= Beginning of Section =

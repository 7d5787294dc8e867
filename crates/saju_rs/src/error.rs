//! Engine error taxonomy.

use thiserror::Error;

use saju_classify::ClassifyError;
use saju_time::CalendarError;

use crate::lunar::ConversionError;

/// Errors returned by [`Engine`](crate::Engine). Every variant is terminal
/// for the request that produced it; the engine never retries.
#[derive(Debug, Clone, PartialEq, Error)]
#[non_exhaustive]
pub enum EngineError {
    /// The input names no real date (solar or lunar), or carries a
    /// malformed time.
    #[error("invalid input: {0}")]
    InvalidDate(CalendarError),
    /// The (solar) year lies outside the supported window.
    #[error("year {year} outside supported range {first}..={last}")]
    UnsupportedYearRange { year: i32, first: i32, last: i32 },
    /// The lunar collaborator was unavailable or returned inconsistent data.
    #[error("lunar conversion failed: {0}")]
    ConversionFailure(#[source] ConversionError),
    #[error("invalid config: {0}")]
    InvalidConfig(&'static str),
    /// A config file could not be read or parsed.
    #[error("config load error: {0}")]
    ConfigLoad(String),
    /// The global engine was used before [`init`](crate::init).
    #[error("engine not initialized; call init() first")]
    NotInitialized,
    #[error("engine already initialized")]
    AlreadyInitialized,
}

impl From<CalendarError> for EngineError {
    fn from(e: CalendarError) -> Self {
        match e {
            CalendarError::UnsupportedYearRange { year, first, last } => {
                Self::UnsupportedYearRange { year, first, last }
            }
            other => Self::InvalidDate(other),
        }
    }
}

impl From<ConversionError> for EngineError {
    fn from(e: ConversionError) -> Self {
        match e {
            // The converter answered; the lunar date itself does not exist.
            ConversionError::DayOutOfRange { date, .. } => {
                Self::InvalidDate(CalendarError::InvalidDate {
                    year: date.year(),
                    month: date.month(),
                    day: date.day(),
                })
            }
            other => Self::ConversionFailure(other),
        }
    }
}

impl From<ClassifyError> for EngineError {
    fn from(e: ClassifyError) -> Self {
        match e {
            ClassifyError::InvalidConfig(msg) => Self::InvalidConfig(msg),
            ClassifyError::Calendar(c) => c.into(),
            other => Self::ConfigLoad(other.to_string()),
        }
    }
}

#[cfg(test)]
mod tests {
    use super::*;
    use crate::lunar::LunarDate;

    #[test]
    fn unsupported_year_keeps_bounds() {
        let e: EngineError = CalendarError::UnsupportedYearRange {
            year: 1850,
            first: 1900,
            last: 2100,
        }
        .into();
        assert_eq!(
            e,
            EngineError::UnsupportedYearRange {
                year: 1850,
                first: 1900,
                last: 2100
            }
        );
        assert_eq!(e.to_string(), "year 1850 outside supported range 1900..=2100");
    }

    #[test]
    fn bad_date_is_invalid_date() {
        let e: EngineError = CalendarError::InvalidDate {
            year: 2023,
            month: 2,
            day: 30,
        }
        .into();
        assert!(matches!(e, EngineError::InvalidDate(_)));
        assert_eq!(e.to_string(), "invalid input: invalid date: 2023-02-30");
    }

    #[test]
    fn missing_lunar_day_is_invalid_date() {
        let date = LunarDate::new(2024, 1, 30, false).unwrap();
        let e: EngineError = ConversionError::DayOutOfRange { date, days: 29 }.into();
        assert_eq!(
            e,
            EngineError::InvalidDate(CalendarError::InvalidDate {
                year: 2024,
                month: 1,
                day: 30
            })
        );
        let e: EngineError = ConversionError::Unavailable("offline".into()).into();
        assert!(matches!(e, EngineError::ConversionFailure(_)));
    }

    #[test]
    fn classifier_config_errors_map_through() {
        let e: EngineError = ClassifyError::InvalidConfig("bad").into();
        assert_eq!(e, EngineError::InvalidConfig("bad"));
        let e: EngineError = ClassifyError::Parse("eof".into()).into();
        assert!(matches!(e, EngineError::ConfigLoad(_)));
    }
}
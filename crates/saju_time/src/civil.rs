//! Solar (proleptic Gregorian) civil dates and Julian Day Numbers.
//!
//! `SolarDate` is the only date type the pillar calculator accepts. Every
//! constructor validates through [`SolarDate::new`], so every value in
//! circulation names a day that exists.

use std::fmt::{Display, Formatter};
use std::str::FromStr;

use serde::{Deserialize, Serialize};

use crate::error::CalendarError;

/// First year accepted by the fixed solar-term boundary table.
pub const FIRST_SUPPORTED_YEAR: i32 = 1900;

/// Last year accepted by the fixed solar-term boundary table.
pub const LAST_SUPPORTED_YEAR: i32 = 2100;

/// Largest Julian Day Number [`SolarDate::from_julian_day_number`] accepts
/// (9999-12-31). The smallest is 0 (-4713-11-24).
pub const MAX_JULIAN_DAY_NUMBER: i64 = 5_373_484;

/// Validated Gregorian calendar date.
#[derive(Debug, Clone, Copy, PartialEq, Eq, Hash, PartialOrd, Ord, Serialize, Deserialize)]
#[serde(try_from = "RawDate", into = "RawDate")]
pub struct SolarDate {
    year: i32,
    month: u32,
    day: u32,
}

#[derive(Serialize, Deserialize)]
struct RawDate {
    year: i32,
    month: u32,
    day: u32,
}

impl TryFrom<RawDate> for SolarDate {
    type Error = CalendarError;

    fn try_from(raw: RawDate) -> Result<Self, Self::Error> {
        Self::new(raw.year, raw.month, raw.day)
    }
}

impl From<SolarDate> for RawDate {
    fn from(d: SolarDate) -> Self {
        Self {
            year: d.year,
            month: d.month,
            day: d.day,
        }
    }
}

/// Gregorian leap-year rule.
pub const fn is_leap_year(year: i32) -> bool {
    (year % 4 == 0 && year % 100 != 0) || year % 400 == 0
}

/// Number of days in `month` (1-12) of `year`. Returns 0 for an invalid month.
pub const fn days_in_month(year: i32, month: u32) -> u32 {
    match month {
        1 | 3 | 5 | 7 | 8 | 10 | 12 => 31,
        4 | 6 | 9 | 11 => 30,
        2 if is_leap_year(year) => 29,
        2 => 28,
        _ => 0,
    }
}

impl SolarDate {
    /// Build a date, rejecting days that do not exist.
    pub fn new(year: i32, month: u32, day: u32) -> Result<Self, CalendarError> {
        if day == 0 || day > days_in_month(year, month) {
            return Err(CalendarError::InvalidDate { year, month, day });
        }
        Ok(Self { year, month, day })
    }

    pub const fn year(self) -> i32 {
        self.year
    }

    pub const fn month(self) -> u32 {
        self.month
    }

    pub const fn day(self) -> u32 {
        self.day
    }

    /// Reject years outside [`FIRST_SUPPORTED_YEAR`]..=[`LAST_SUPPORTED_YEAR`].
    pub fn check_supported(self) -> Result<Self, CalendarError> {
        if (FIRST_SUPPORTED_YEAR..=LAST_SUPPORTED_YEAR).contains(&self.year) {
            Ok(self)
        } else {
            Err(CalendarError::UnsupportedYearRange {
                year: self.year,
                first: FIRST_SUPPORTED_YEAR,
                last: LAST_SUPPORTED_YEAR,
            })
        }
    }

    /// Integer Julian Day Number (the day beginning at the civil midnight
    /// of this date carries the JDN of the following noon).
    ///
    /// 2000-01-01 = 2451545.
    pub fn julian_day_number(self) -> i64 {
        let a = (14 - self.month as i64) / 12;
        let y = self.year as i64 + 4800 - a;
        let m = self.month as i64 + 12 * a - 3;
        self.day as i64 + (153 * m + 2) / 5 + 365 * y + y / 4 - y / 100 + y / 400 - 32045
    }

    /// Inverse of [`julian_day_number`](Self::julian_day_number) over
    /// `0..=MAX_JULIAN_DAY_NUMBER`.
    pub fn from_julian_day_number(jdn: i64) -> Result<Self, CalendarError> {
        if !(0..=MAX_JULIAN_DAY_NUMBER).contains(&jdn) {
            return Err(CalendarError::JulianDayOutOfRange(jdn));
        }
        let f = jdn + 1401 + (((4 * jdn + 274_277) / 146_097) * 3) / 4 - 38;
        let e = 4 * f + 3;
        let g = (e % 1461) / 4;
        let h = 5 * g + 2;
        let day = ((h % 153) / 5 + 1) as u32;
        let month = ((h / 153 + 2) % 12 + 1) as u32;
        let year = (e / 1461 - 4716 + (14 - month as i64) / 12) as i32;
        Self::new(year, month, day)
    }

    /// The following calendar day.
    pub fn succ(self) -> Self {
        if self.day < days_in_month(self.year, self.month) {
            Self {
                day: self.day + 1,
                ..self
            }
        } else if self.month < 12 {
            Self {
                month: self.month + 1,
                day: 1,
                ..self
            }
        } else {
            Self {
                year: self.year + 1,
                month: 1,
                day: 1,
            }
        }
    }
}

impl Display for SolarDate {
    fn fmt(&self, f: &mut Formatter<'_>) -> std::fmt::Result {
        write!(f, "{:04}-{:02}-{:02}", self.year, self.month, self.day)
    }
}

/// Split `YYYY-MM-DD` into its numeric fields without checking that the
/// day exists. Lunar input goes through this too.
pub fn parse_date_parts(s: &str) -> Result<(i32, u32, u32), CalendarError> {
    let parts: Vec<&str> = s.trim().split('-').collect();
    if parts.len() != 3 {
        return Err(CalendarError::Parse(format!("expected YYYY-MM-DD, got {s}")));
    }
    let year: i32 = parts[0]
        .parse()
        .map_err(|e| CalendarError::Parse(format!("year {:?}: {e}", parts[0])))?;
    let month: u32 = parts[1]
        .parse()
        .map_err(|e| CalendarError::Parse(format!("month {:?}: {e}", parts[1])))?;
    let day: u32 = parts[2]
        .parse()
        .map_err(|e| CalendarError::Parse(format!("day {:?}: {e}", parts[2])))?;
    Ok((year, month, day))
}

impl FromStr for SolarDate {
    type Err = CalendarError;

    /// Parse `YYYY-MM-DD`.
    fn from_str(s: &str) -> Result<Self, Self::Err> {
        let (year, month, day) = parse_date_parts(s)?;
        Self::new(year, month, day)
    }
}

= End of Section =
= Beginning of Section =

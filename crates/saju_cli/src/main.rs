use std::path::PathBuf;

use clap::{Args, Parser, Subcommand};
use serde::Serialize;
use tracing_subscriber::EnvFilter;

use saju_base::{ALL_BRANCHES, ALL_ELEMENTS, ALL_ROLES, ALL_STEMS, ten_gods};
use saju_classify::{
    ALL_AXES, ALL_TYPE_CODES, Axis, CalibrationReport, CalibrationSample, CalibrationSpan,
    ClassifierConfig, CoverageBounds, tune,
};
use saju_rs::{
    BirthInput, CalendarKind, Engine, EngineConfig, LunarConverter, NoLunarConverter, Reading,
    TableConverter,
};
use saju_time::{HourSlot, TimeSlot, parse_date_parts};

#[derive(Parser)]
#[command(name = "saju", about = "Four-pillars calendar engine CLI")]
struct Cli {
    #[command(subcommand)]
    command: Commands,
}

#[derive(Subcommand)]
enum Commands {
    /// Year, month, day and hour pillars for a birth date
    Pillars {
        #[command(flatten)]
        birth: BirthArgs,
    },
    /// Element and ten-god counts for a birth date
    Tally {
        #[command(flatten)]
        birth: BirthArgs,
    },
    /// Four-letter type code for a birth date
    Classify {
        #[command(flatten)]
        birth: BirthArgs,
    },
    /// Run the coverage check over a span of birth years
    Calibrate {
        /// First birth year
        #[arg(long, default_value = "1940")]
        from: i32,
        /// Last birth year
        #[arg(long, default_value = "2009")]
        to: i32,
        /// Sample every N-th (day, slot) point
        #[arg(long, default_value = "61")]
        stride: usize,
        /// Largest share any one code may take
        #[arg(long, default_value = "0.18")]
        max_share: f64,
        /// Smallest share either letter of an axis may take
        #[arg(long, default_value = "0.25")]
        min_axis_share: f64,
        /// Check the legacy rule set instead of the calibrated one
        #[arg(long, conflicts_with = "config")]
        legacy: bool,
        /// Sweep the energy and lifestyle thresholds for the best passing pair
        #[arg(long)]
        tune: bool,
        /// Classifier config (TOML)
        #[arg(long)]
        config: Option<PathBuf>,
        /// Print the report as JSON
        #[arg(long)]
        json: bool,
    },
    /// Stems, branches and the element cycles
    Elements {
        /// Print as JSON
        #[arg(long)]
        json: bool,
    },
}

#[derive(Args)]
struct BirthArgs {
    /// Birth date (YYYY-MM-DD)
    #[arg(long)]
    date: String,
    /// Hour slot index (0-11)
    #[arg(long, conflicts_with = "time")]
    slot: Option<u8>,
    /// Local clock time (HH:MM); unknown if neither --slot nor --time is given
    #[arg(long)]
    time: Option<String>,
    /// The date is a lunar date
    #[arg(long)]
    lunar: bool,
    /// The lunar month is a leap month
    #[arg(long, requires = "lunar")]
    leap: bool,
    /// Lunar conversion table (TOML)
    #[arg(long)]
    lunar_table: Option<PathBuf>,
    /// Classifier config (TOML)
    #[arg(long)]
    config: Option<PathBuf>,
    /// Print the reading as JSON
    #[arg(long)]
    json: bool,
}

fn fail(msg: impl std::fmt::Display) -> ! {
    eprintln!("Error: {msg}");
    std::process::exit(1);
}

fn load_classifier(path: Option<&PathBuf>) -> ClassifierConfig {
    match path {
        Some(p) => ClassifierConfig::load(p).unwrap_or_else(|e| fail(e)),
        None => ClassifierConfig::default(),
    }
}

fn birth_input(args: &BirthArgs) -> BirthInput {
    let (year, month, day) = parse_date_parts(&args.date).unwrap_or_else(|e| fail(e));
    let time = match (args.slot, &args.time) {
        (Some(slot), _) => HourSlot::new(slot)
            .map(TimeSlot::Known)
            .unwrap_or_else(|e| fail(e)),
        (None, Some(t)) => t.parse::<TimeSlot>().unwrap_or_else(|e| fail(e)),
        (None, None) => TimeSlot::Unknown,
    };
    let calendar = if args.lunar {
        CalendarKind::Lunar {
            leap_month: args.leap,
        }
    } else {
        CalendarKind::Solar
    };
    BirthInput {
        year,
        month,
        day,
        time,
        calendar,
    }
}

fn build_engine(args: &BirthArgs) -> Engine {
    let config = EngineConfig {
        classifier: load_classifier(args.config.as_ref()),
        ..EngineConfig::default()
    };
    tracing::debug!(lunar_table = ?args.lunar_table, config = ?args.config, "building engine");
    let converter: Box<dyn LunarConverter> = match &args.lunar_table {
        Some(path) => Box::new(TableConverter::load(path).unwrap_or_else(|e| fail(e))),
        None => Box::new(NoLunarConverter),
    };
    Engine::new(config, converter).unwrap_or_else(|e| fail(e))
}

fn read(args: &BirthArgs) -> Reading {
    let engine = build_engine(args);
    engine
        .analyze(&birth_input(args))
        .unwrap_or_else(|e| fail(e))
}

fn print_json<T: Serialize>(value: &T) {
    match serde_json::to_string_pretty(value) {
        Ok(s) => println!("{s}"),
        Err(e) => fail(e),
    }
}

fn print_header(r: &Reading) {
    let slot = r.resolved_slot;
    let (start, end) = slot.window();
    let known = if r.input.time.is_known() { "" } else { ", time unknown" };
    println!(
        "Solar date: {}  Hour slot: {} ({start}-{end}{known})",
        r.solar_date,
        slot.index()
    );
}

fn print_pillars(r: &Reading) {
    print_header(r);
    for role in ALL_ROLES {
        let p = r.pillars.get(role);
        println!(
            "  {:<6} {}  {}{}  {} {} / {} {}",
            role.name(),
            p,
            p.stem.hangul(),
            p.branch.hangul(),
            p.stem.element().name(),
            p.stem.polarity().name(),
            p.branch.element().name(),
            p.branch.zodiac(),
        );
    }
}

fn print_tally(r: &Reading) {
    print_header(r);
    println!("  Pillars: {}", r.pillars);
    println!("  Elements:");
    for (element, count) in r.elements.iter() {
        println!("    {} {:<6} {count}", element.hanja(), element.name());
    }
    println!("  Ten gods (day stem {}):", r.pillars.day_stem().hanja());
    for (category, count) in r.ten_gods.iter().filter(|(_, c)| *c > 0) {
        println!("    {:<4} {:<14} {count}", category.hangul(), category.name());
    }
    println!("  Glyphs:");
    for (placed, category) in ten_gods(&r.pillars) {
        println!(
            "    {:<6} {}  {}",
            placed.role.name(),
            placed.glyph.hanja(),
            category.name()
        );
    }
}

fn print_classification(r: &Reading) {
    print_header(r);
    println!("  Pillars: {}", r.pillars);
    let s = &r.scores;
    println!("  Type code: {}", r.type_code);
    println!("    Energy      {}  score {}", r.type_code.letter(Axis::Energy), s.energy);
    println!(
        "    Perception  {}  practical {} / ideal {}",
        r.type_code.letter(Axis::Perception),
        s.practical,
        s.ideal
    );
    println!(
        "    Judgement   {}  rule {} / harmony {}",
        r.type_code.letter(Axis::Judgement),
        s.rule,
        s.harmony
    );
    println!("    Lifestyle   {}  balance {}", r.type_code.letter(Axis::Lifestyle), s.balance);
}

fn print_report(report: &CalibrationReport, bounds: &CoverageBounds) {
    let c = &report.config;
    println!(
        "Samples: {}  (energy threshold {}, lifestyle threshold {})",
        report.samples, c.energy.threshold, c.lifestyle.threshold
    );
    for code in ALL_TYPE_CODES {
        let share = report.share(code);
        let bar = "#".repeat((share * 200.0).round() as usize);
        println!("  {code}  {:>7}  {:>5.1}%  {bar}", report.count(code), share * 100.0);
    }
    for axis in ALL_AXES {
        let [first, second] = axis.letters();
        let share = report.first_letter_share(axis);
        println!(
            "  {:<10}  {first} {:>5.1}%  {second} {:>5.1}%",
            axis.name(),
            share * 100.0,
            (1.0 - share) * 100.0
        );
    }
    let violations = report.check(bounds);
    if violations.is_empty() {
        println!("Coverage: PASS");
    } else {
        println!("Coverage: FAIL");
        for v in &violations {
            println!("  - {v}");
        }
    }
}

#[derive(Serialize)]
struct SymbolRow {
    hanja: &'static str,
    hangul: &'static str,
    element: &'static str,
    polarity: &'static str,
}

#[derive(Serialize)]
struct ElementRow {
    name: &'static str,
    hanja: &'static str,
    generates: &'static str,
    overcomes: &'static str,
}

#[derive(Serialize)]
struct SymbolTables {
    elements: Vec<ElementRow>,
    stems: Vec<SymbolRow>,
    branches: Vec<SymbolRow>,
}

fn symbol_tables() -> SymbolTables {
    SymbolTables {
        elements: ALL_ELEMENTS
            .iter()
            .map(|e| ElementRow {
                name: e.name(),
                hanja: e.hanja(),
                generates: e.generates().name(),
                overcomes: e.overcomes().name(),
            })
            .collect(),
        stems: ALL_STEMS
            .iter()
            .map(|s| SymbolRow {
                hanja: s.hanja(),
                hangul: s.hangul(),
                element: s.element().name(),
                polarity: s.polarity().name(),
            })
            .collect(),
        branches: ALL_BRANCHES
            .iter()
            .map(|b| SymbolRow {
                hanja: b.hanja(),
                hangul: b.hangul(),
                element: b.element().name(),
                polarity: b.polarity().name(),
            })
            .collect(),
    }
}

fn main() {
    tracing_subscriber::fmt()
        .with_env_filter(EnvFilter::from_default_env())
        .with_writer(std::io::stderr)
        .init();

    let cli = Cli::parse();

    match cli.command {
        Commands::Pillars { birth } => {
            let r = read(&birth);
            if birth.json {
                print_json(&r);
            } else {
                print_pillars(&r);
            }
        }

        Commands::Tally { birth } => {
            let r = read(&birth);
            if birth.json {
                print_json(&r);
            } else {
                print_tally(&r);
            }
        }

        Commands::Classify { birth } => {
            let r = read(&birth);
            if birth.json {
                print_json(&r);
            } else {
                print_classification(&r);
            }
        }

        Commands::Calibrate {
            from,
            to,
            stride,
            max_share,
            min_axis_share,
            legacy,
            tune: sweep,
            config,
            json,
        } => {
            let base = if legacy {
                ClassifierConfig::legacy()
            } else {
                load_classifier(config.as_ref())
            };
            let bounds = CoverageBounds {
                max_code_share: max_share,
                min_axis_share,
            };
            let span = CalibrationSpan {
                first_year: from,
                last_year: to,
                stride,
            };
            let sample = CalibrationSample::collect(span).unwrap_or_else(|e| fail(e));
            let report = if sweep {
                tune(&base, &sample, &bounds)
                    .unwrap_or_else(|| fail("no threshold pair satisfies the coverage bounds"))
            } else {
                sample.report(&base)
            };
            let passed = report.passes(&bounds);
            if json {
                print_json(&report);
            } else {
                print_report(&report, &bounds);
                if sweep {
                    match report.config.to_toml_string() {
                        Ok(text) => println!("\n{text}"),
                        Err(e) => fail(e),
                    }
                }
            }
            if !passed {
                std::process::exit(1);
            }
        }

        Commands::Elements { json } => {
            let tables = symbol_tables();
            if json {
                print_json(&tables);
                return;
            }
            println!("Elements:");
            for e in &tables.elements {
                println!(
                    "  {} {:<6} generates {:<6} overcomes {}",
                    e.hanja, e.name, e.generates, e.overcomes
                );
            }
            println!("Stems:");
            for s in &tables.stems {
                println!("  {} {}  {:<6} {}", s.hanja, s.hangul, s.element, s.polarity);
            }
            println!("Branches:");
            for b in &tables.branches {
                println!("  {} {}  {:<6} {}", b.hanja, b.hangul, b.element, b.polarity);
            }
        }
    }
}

= End of Section =

» **Exercise brief**
Could you show every line of the material that includes the string "SolarDate"?

» **Solution for this problem**
//! `SolarDate` is the only date type the pillar calculator accepts. Every
//! constructor validates through [`SolarDate::new`], so every value in
/// Largest Julian Day Number [`SolarDate::from_julian_day_number`] accepts
pub struct SolarDate {
impl TryFrom<RawDate> for SolarDate {
impl From<SolarDate> for RawDate {
    fn from(d: SolarDate) -> Self {
impl SolarDate {
impl Display for SolarDate {
impl FromStr for SolarDate {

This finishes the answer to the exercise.